FIG. 5 shows a modified example of the driving mechanism of the spats 30 in FIG. 4. The lower end of the strut 32 is pivotally supported on the upper surface of the spats 30, and the gear 8 driven to rotate by the motor 7 is mounted on the rack of the strut 32. Meshing,
By moving the strut 32 up and down, the spats 30 can be swung up and down as shown by the arrows.

FIG. 6 shows another modification of the driving mechanism for the spats 30. The disk 3 is rotated by a motor 7.
The other ends of the link 34 whose one end is pivotally supported at 3 and the link 35 whose one end is connected to the rear upper end of the spats 30 are pivotally connected, and the discs 33 are rotated to rotate the spats 30 as shown by arrows. It can be swung up and down, and in any of the modified examples, the same control as described above can be performed, and the same effect can be obtained.

[0024]

In the movable spats for a vehicle according to the present invention, when the turning sensor detects the turning state of the vehicle, the drive mechanism is operated by the control device, and the same side as the turning direction or the turning direction according to the degree of turning. By positioning the spats immediately before the opposite front wheel, the magnitude of the lift and air resistance of the vehicle during turning of the vehicle can be controlled, and the posture holding and turning performance of the vehicle can be easily improved.

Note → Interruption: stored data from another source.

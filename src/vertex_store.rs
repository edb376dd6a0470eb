/*
    Copyright © 2023, ParallelChain Lab
    Licensed under the Apache License, Version 2.0: http://www.apache.org/licenses/LICENSE-2.0
*/

//! The contract between the consensus core and the vertex store that keeps the uncommitted
//! part of the chain.
//!
//! The store, not the core, owns chain walks and durable block storage. The core only needs
//! three things from it: insertion of new vertices (which may fail recoverably when the parent
//! is not yet known locally), lookup of executed vertices by id, and the ancestor path from a
//! vertex back to the store's root -- the window of vertices whose transactions are pending
//! commit, used to bound transaction selection for new proposals.

use std::fmt;

use crate::types::{
    basic::{CryptoHash, View},
    vertex::{Header, LedgerHeader, VerifiedVertex},
};

/// A vertex the store has executed: the vertex itself plus the ledger header its execution
/// produced.
#[derive(Clone, Debug, PartialEq, Eq)]
pub struct PreparedVertex {
    vertex: VerifiedVertex,
    ledger_header: LedgerHeader,
}

impl PreparedVertex {
    pub fn new(vertex: VerifiedVertex, ledger_header: LedgerHeader) -> Self {
        Self {
            vertex,
            ledger_header,
        }
    }

    pub fn id(&self) -> CryptoHash {
        self.vertex.id()
    }

    pub fn view(&self) -> View {
        self.vertex.view()
    }

    pub fn vertex(&self) -> &VerifiedVertex {
        &self.vertex
    }

    pub fn ledger_header(&self) -> &LedgerHeader {
        &self.ledger_header
    }

    /// The consensus header naming this executed vertex.
    pub fn header(&self) -> Header {
        Header::new(self.view(), self.id(), self.ledger_header.clone())
    }
}

/// Notification that the vertex store finished inserting (and executing) a vertex. Insertion
/// is asynchronous from the pacemaker's point of view: the pacemaker requests an insertion,
/// and learns of its completion through this update.
#[derive(Clone, Debug, PartialEq, Eq)]
pub struct BFTInsertUpdate {
    inserted: PreparedVertex,
}

impl BFTInsertUpdate {
    pub fn new(inserted: PreparedVertex) -> Self {
        Self { inserted }
    }

    pub fn inserted(&self) -> &PreparedVertex {
        &self.inserted
    }
}

/// Why a vertex could not be inserted into the store.
#[derive(Clone, Debug, PartialEq, Eq)]
pub enum InsertVertexError {
    /// The vertex's parent is not yet known locally. Recoverable: the store is lagging and
    /// will catch up through synchronization, after which insertion can be retried.
    MissingParent(CryptoHash),
}

impl fmt::Display for InsertVertexError {
    fn fmt(&self, f: &mut fmt::Formatter<'_>) -> fmt::Result {
        match self {
            InsertVertexError::MissingParent(parent_id) => {
                write!(f, "parent vertex {} is not in the store", parent_id)
            }
        }
    }
}

impl std::error::Error for InsertVertexError {}

/// The vertex store as seen by the consensus core.
pub trait VertexStore {
    /// Insert `vertex` into the store, scheduling its execution. Completion is signaled
    /// through a [`BFTInsertUpdate`]. Fails with [`InsertVertexError::MissingParent`] if the
    /// vertex's parent is unknown.
    fn insert_vertex(&mut self, vertex: VerifiedVertex) -> Result<(), InsertVertexError>;

    /// Look up an already-executed vertex by id.
    fn get_prepared_vertex(&self, id: &CryptoHash) -> Option<PreparedVertex>;

    /// The executed ancestors of the vertex identified by `id`, ordered from the store's root
    /// to the vertex itself.
    fn path_from_root(&self, id: &CryptoHash) -> Vec<PreparedVertex>;
}
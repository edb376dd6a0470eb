/*
    Copyright © 2023, ParallelChain Lab
    Licensed under the Apache License, Version 2.0: http://www.apache.org/licenses/LICENSE-2.0
*/

//! Types and traits that are used across multiple sub-protocols or components of the consensus
//! core.
//!
//! Types specific to single components can be found in the "types" submodules of their
//! components, e.g., [`crate::pacemaker::types`].

pub mod basic;

pub mod keypair;

pub mod certificates;

pub mod validators;

pub mod vertex;
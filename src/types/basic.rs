/*
    Copyright © 2023, ParallelChain Lab
    Licensed under the Apache License, Version 2.0: http://www.apache.org/licenses/LICENSE-2.0
*/

//! "Inert" types, i.e., those that are sent around and inspected, but have no active behavior.
//! These types follow the newtype pattern and the API for using them is defined in this module.

use borsh::{BorshDeserialize, BorshSerialize};
use ed25519_dalek::{Signature, Verifier, VerifyingKey};
use std::{
    fmt::{self, Debug, Display, Formatter},
    ops::Add,
};

pub use sha2::Sha256 as CryptoHasher;

/// Consensus round number. Views are totally ordered and increase monotonically over the
/// lifetime of a node; view 0 is the distinguished genesis view.
#[derive(
    Clone, Copy, Debug, PartialEq, Eq, PartialOrd, Ord, Hash, BorshDeserialize, BorshSerialize,
)]
pub struct View(u64);

impl View {
    pub const fn new(int: u64) -> Self {
        Self(int)
    }

    pub const fn genesis() -> Self {
        Self(0)
    }

    pub const fn int(&self) -> u64 {
        self.0
    }

    pub const fn is_genesis(&self) -> bool {
        self.0 == 0
    }

    pub fn next(&self) -> View {
        View(self.0 + 1)
    }
}

impl Display for View {
    fn fmt(&self, f: &mut Formatter<'_>) -> fmt::Result {
        Display::fmt(&self.0, f)
    }
}

impl Add<u64> for View {
    type Output = View;

    fn add(self, rhs: u64) -> Self::Output {
        View(self.0.add(rhs))
    }
}

/// Epoch counter. An epoch is the span of views over which one validator set is in force.
#[derive(
    Clone, Copy, Debug, PartialEq, Eq, PartialOrd, Ord, Hash, BorshDeserialize, BorshSerialize,
)]
pub struct Epoch(u64);

impl Epoch {
    pub const fn new(int: u64) -> Self {
        Self(int)
    }

    pub const fn int(&self) -> u64 {
        self.0
    }
}

impl Display for Epoch {
    fn fmt(&self, f: &mut Formatter<'_>) -> fmt::Result {
        Display::fmt(&self.0, f)
    }
}

/// A SHA-256 digest. Vertex ids, signed digests, and certificate hashes are all values of this
/// type.
#[derive(Clone, Copy, PartialEq, Eq, Hash, PartialOrd, Ord, BorshDeserialize, BorshSerialize)]
pub struct CryptoHash([u8; 32]);

impl CryptoHash {
    pub const fn new(bytes: [u8; 32]) -> Self {
        Self(bytes)
    }

    pub const fn bytes(&self) -> [u8; 32] {
        self.0
    }
}

impl Display for CryptoHash {
    fn fmt(&self, f: &mut Formatter<'_>) -> fmt::Result {
        self.0.fmt(f)
    }
}

impl Debug for CryptoHash {
    fn fmt(&self, f: &mut Formatter<'_>) -> fmt::Result {
        self.0.fmt(f)
    }
}

/// Signature represented in bytes.
#[derive(Clone, Copy, Debug, PartialEq, Eq, BorshDeserialize, BorshSerialize)]
pub struct SignatureBytes([u8; 64]);

impl SignatureBytes {
    pub const fn new(bytes: [u8; 64]) -> Self {
        Self(bytes)
    }

    pub const fn bytes(&self) -> [u8; 64] {
        self.0
    }
}

/// Milliseconds since the Unix epoch. Timestamps are part of the signed content of votes, not
/// metadata.
#[derive(
    Clone, Copy, Debug, PartialEq, Eq, PartialOrd, Ord, Hash, BorshDeserialize, BorshSerialize,
)]
pub struct Timestamp(u64);

impl Timestamp {
    pub const fn new(millis: u64) -> Self {
        Self(millis)
    }

    pub const fn millis(&self) -> u64 {
        self.0
    }
}

impl Display for Timestamp {
    fn fmt(&self, f: &mut Formatter<'_>) -> fmt::Result {
        Display::fmt(&self.0, f)
    }
}

/// Single opaque transaction carried in a [vertex](crate::types::vertex::Vertex). Transaction
/// contents are the execution engine's business; the consensus core only moves them around.
#[derive(Clone, Debug, PartialEq, Eq, Hash, BorshDeserialize, BorshSerialize)]
pub struct Txn(Vec<u8>);

impl Txn {
    pub fn new(bytes: Vec<u8>) -> Self {
        Self(bytes)
    }

    pub const fn bytes(&self) -> &Vec<u8> {
        &self.0
    }
}

/// Identity of a validator: the bytes of its Ed25519 verifying key.
///
/// Wire types carry `ValidatorId`s rather than [`VerifyingKey`]s so that they stay Borsh-
/// serializable, and so that signature maps keyed by validator have a canonical (ascending)
/// order.
#[derive(
    Clone, Copy, Debug, PartialEq, Eq, PartialOrd, Ord, Hash, BorshDeserialize, BorshSerialize,
)]
pub struct ValidatorId([u8; 32]);

impl ValidatorId {
    pub const fn new(bytes: [u8; 32]) -> Self {
        Self(bytes)
    }

    pub const fn bytes(&self) -> [u8; 32] {
        self.0
    }

    pub fn verifying_key(&self) -> Result<VerifyingKey, ed25519_dalek::SignatureError> {
        VerifyingKey::from_bytes(&self.0)
    }

    /// Verify that `signature` was created by this validator over `digest`. Returns `false` if
    /// the stored bytes are not a valid verifying key.
    pub fn verify(&self, digest: &CryptoHash, signature: &SignatureBytes) -> bool {
        let Ok(verifying_key) = self.verifying_key() else {
            return false;
        };
        let signature = Signature::from_bytes(&signature.bytes());
        verifying_key.verify(&digest.bytes(), &signature).is_ok()
    }
}

impl From<&VerifyingKey> for ValidatorId {
    fn from(verifying_key: &VerifyingKey) -> Self {
        Self(verifying_key.to_bytes())
    }
}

[Brief description of the drawings]

FIG. 1 is a perspective view of a main part according to an embodiment of the present invention.

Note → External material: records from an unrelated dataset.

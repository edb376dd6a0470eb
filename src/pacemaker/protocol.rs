/*
    Copyright © 2023, ParallelChain Lab
    Licensed under the Apache License, Version 2.0: http://www.apache.org/licenses/LICENSE-2.0
*/

//! The [`Pacemaker`]: the component that drives the node through consensus views and
//! guarantees eventual progress.
//!
//! The pacemaker owns the latest [`ViewUpdate`] and is the only component that talks to the
//! vertex store and the outbound dispatchers. On entering a view it schedules a local timeout
//! and, if this node leads the view, asks the safety rules to sign a proposal anchored to the
//! highest known QC. When a view times out it broadcasts a timeout vote -- either by
//! converting the vote already cast in the view, or, if none was cast, by inserting an empty
//! fallback vertex and voting on it once the store reports the insertion -- and reschedules
//! the timeout with a recomputed (typically larger) delay. Timeouts are never cancelled:
//! every fired timeout first re-checks that its view still matches the current view, so
//! superseded timeouts are silent no-ops.
//!
//! All entry points must be called from the node's single consensus event loop.

use crate::environment::{Dispatch, NextTxnsGenerator, TimeSource, TimeoutCalculator};
use crate::logging::first_seven_base64_chars;
use crate::messages::Proposal;
use crate::safety::rules::SafetyRules;
use crate::safety::state::PersistentSafetyStore;
use crate::types::{
    basic::{CryptoHash, View},
    validators::ValidatorSet,
    vertex::{VerifiedVertex, Vertex},
};
use crate::vertex_store::{BFTInsertUpdate, InsertVertexError, PreparedVertex, VertexStore};

use super::types::{LocalTimeoutOccurrence, ScheduledLocalTimeout, ViewUpdate};

/// Drives view progression for one node.
///
/// Construct with [`new`](Self::new), call [`start`](Self::start) once, then feed it
/// [`ViewUpdate`]s, [`BFTInsertUpdate`]s, and fired [`ScheduledLocalTimeout`]s from the
/// consensus event loop.
pub struct Pacemaker<V, G, D, T, C, S>
where
    V: VertexStore,
    G: NextTxnsGenerator,
    D: Dispatch,
    T: TimeSource,
    C: TimeoutCalculator,
    S: PersistentSafetyStore,
{
    validator_set: ValidatorSet,
    vertex_store: V,
    safety_rules: SafetyRules<S>,
    txns_generator: G,
    dispatch: D,
    time_source: T,
    timeout_calculator: C,

    latest_view_update: ViewUpdate,
    is_view_timed_out: bool,
    timeout_vote_vertex_id: Option<CryptoHash>,

    timed_out_views: u64,
    timeout_votes_sent: u64,
}

impl<V, G, D, T, C, S> Pacemaker<V, G, D, T, C, S>
where
    V: VertexStore,
    G: NextTxnsGenerator,
    D: Dispatch,
    T: TimeSource,
    C: TimeoutCalculator,
    S: PersistentSafetyStore,
{
    pub fn new(
        validator_set: ValidatorSet,
        vertex_store: V,
        safety_rules: SafetyRules<S>,
        txns_generator: G,
        dispatch: D,
        time_source: T,
        timeout_calculator: C,
        initial_view_update: ViewUpdate,
    ) -> Self {
        Self {
            validator_set,
            vertex_store,
            safety_rules,
            txns_generator,
            dispatch,
            time_source,
            timeout_calculator,
            latest_view_update: initial_view_update,
            is_view_timed_out: false,
            timeout_vote_vertex_id: None,
            timed_out_views: 0,
            timeout_votes_sent: 0,
        }
    }

    pub fn current_view(&self) -> View {
        self.latest_view_update.current_view
    }

    pub fn latest_view_update(&self) -> &ViewUpdate {
        &self.latest_view_update
    }

    pub fn safety_rules(&self) -> &SafetyRules<S> {
        &self.safety_rules
    }

    pub fn safety_rules_mut(&mut self) -> &mut SafetyRules<S> {
        &mut self.safety_rules
    }

    /// Number of views in which at least one local timeout fired.
    pub fn timed_out_views(&self) -> u64 {
        self.timed_out_views
    }

    /// Number of local timeouts processed, counting repeat timeouts of the same view.
    pub fn timeout_votes_sent(&self) -> u64 {
        self.timeout_votes_sent
    }

    pub fn start(&mut self) {
        log::info!("Pacemaker start: view {}", self.current_view());
        self.start_view();
    }

    /// Adopt `view_update` and enter its view. Updates whose view is at or below the current
    /// view are stale and dropped silently.
    pub fn process_view_update(&mut self, view_update: ViewUpdate) {
        if view_update.current_view <= self.latest_view_update.current_view {
            log::trace!(
                "ViewUpdate: ignoring update to view {}, current is {}",
                view_update.current_view,
                self.latest_view_update.current_view
            );
            return;
        }

        self.latest_view_update = view_update;
        self.start_view();
    }

    /// Processes a vertex-insertion notification from the vertex store. Only relevant while
    /// waiting for the timeout vertex of the current, timed-out view to be inserted: when the
    /// inserted vertex matches the pending id, the deferred timeout vote is produced and
    /// broadcast. All other insertions are not the pacemaker's concern.
    pub fn process_bft_update(&mut self, update: &BFTInsertUpdate) {
        if !self.is_view_timed_out
            || self
                .timeout_vote_vertex_id
                .map_or(true, |pending| pending != update.inserted().id())
        {
            return;
        }

        self.create_and_send_timeout_vote(update.inserted().clone());
    }

    /// Processes a fired local timeout, broadcasting a timeout vote for the current view:
    /// either the previously sent vote converted into a timeout vote, or -- if no vote was
    /// sent in this view -- a vote on an empty fallback vertex, deferred until the vertex
    /// store reports that vertex inserted. The timeout is then unconditionally rescheduled
    /// with a recomputed delay.
    ///
    /// A timeout whose view no longer matches the current view was superseded by a view
    /// change and is a no-op.
    pub fn process_local_timeout(&mut self, scheduled_timeout: ScheduledLocalTimeout) {
        let view = scheduled_timeout.view();

        if view != self.latest_view_update.current_view {
            log::trace!(
                "LocalTimeout: ignoring timeout for view {}, current is {}",
                view,
                self.latest_view_update.current_view
            );
            return;
        }

        log::trace!("LocalTimeout: view {}, retry {}", view, scheduled_timeout.count());

        self.is_view_timed_out = true;
        if scheduled_timeout.count() == 0 {
            self.timed_out_views += 1;
        }
        self.timeout_votes_sent += 1;

        match self.safety_rules.get_last_vote(view) {
            // if there is a previously sent vote, we time it out and broadcast to all nodes
            Some(last_vote) => {
                let timeout_vote = self.safety_rules.timeout_vote(last_vote);
                self.dispatch.dispatch_vote(&self.validator_set, timeout_vote);
            }
            // otherwise, we insert an empty vertex and, once the store reports it inserted,
            // we send a timeout vote on it (see process_bft_update)
            None => self.create_timeout_vertex_and_send_vote(scheduled_timeout.view_update().clone()),
        }

        self.reschedule_timeout(scheduled_timeout);
    }

    fn start_view(&mut self) {
        self.is_view_timed_out = false;
        self.timeout_vote_vertex_id = None;

        let delay = self
            .timeout_calculator
            .timeout(self.latest_view_update.uncommitted_views_count());
        let scheduled_timeout = ScheduledLocalTimeout::new(self.latest_view_update.clone(), delay);
        self.dispatch.schedule_local_timeout(scheduled_timeout, delay);

        if self.safety_rules.author() == self.latest_view_update.leader {
            let view = self.latest_view_update.current_view;
            if let Some(proposal) = self.generate_proposal(view) {
                log::trace!(
                    "Propose: view {}, vertex {}",
                    view,
                    first_seven_base64_chars(&proposal.vertex.hash().bytes())
                );
                self.dispatch.dispatch_proposal(&self.validator_set, proposal);
            }
        }
    }

    /// Build and sign this node's proposal for `view`, anchored to the vertex referenced by
    /// the highest QC. If that vertex ended its epoch the proposal carries no transactions;
    /// otherwise the transaction source picks the next batch, bounded by the executed ancestor
    /// path from the anchor back to the store's root so that transactions pending commit are
    /// not proposed again.
    fn generate_proposal(&mut self, view: View) -> Option<Proposal> {
        let high_qc = self.latest_view_update.high_qc.clone();
        let highest_qc = high_qc.highest_qc.clone();

        let next_txns = if highest_qc.proposed().ledger_header.end_of_epoch {
            Vec::new()
        } else {
            let prepared_ancestors = self
                .vertex_store
                .path_from_root(&highest_qc.proposed().vertex_id);
            self.txns_generator.generate_next_txns(view, &prepared_ancestors)
        };

        let proposed_vertex = VerifiedVertex::new(Vertex::new(
            highest_qc,
            view,
            next_txns,
            self.safety_rules.author(),
        ));
        self.safety_rules.sign_proposal(
            &proposed_vertex,
            high_qc.highest_committed_qc,
            high_qc.highest_tc,
        )
    }

    fn create_timeout_vertex_and_send_vote(&mut self, view_update: ViewUpdate) {
        if self.timeout_vote_vertex_id.is_some() {
            // the timeout vertex for this view is already inserted or being inserted
            return;
        }

        let highest_qc = self.latest_view_update.high_qc.highest_qc.clone();
        let blank_vertex = VerifiedVertex::new(Vertex::new_timeout(
            highest_qc,
            view_update.current_view,
            view_update.leader,
        ));
        self.timeout_vote_vertex_id = Some(blank_vertex.id());

        match self.vertex_store.get_prepared_vertex(&blank_vertex.id()) {
            // if the vertex is already there, send the vote immediately
            Some(prepared_vertex) => self.create_and_send_timeout_vote(prepared_vertex),
            // otherwise insert and wait for the store's insertion notification
            None => self.maybe_insert_vertex(blank_vertex),
        }
    }

    fn maybe_insert_vertex(&mut self, vertex: VerifiedVertex) {
        if let Err(InsertVertexError::MissingParent(parent_id)) =
            self.vertex_store.insert_vertex(vertex)
        {
            log::debug!(
                "could not insert timeout vertex: parent {} unknown",
                first_seven_base64_chars(&parent_id.bytes())
            );
            // the vertex store lags behind the pacemaker; clearing the pending id lets the
            // next timeout tick rebuild and re-insert the vertex
            self.timeout_vote_vertex_id = None;
        }
    }

    fn create_and_send_timeout_vote(&mut self, prepared_vertex: PreparedVertex) {
        let proposed_header = prepared_vertex.header();

        let base_vote = self.safety_rules.create_vote(
            prepared_vertex.vertex(),
            proposed_header,
            self.time_source.current_time(),
            self.latest_view_update.high_qc.clone(),
        );
        let timeout_vote = self.safety_rules.timeout_vote(base_vote);

        self.dispatch.dispatch_vote(&self.validator_set, timeout_vote);
    }

    fn reschedule_timeout(&mut self, scheduled_timeout: ScheduledLocalTimeout) {
        self.dispatch
            .notify_timeout_occurrence(LocalTimeoutOccurrence::new(scheduled_timeout.clone()));

        let delay = self
            .timeout_calculator
            .timeout(self.latest_view_update.uncommitted_views_count());
        let next_timeout = scheduled_timeout.next_retry(delay);
        self.dispatch.schedule_local_timeout(next_timeout, delay);
    }
}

FIG. 2 is an enlarged perspective view of a main part of the embodiment.

FIG. 3 is an operation flowchart of the embodiment.

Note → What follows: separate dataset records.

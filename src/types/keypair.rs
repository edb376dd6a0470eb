/*
    Copyright © 2023, ParallelChain Lab
    Licensed under the Apache License, Version 2.0: http://www.apache.org/licenses/LICENSE-2.0
*/

//! Definitions for the [Keypair] type as an object used to sign digests and access the public
//! key.

use ed25519_dalek::{Signer, SigningKey, VerifyingKey};

use super::basic::{CryptoHash, SignatureBytes, ValidatorId};

/// A wrapper around [SigningKey](ed25519_dalek::SigningKey) which implements a
/// [convenience method](Keypair::sign) for creating signatures over digests.
#[derive(Clone)]
pub struct Keypair(SigningKey);

impl Keypair {
    pub fn new(signing_key: SigningKey) -> Keypair {
        Keypair(signing_key)
    }

    /// Sign a 32-byte digest. Every signature in this protocol covers a digest, never a raw
    /// message.
    pub fn sign(&self, digest: &CryptoHash) -> SignatureBytes {
        SignatureBytes::new(self.0.sign(&digest.bytes()).to_bytes())
    }

    pub fn public(&self) -> VerifyingKey {
        self.0.verifying_key()
    }

    pub fn id(&self) -> ValidatorId {
        ValidatorId::from(&self.public())
    }
}
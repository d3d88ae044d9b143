//! # Round Trip Example
//!
//! Encodes a small boolean skeleton into a clause store, lets variable
//! elimination simplify it, decodes the result and lifts a model of the
//! decoded formulas back to a model of the input.
//!
//! ## See Also
//! - [`Encoder`](satbridge_cnf::Encoder) for the Tseitin encoding
//! - [`Decoder`](satbridge_cnf::Decoder) for reading clauses back
//! - [`SatModelConverter`](satbridge_cnf::SatModelConverter) for model lifting

use satbridge_cnf::{AtomMap, Decoder, DecoderConfig, Encoder, EncoderConfig};
use satbridge_core::{Model, ModelEvaluator, TermId, TermManager};
use satbridge_sat::{ClauseStore, SatEngine, Var, VariableEliminator};

fn main() {
    println!("=== SatBridge CNF: Round Trip ===\n");

    let mut tm = TermManager::new();
    let p = tm.mk_var("p", tm.sorts.bool_sort);
    let q = tm.mk_var("q", tm.sorts.bool_sort);
    let r = tm.mk_var("r", tm.sorts.bool_sort);

    // (or p q), (iff r (ite p q (not q)))
    let not_q = tm.mk_not(q);
    let ite = tm.mk_ite(p, q, not_q);
    let formulas = vec![tm.mk_or([p, q]), tm.mk_iff(r, ite)];
    println!("Input:");
    for &f in &formulas {
        println!("  {}", tm.display(f));
    }

    // ===== Encoding =====
    let mut store = ClauseStore::new();
    let mut map = AtomMap::new();
    let stats = match Encoder::new().encode(
        &tm,
        &formulas,
        &EncoderConfig::default(),
        &mut store,
        &mut map,
    ) {
        Ok(stats) => stats,
        Err(err) => {
            eprintln!("encoding failed: {err}");
            return;
        }
    };
    println!(
        "\nEncoded: {} atoms, {} fresh vars, {} clauses",
        stats.atoms, stats.fresh_vars, stats.clauses
    );

    // ===== Preprocessing =====
    let eliminated = VariableEliminator::default().eliminate(&mut store);
    println!("Eliminated {} variable(s): {:?}", eliminated.len(), eliminated);

    // ===== Decoding =====
    let config = DecoderConfig::default().with_model_converter(true);
    let decoded = match Decoder::new().decode(&mut tm, &store, &map, &config) {
        Ok(decoded) => decoded,
        Err(err) => {
            eprintln!("decoding failed: {err}");
            return;
        }
    };
    println!("\nDecoded:");
    for &f in &decoded.formulas {
        println!("  {}", tm.display(f));
    }
    let Some(mc) = decoded.model_converter else {
        return;
    };
    println!("\nModel converter:\n{}", mc.display(&tm));

    // ===== Model lifting =====
    // Free constants of the decoded formulas: surviving atoms and proxies
    let free: Vec<TermId> = mc
        .atoms()
        .iter()
        .enumerate()
        .filter(|&(v, &atom)| !store.is_eliminated(Var(v as u32)) && tm.is_uninterp_const(atom))
        .map(|(_, &atom)| atom)
        .collect();

    let Some(mut model) = first_model(&tm, &decoded.formulas, &free) else {
        println!("\nDecoded formulas are unsatisfiable");
        return;
    };
    mc.apply(&mut model, &tm);

    println!("\nLifted model:");
    for &atom in &[p, q, r] {
        println!("  {} = {:?}", tm.display(atom), model.get_bool(atom));
    }
    let mut eval = ModelEvaluator::new(&tm, &model);
    for &f in &formulas {
        println!("  {} -> {:?}", tm.display(f), eval.eval_bool(f));
    }
}

/// Enumerate assignments of `free` until every formula evaluates to true.
fn first_model(tm: &TermManager, formulas: &[TermId], free: &[TermId]) -> Option<Model> {
    (0u64..1 << free.len()).find_map(|bits| {
        let mut model = Model::new();
        for (i, &atom) in free.iter().enumerate() {
            model.assign_bool(atom, (bits >> i) & 1 == 1);
        }
        let mut eval = ModelEvaluator::new(tm, &model);
        formulas
            .iter()
            .all(|&f| eval.eval_bool(f) == Some(true))
            .then_some(model)
    })
}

FIG. 4 is a perspective view of a main part in another embodiment of the present invention.

FIG. 5 is a perspective view of a main part in still another embodiment of the present invention.

FIG. 6 is a perspective view of a main part in still another embodiment of the present invention.

[Explanation of symbols]

 3 Front Wheel 5 Spats 6 Geared Wire 7 Motor 8 Gear 30 Spats 31 Hinge 32 Strut 33 Disk 34 Link 35 Link

──────────────────────────────────────────────────続 き Continuation of the front page (56) References JP-A-63-145180 (JP, A) JP-A-3-132482 (JP, A) JP-A-3-128779 (JP, A) 60183 (JP, U) (58) Field surveyed (Int. Cl. ⁷ , DB name) B62D 37/02 B62D 35/00-35/02

Claims (1)

(57) [Claims] 1. Spats arranged in front of a front wheel of a vehicle.
A drive mechanism for displacing the spats to be positioned immediately before the front wheel or removing the position from the front wheel, a turning sensor for detecting a turning degree of the vehicle, and a control device for the driving mechanism, wherein the turning sensor controls a turning state of the vehicle. When it is detected, the control device operates the drive mechanism, and when the turning degree is large, immediately before the front wheel on the same side as the turning direction, and when the turning degree is small, immediately before the front wheel on the opposite side to the turning direction. And a movable spat for a vehicle configured to position the above spats.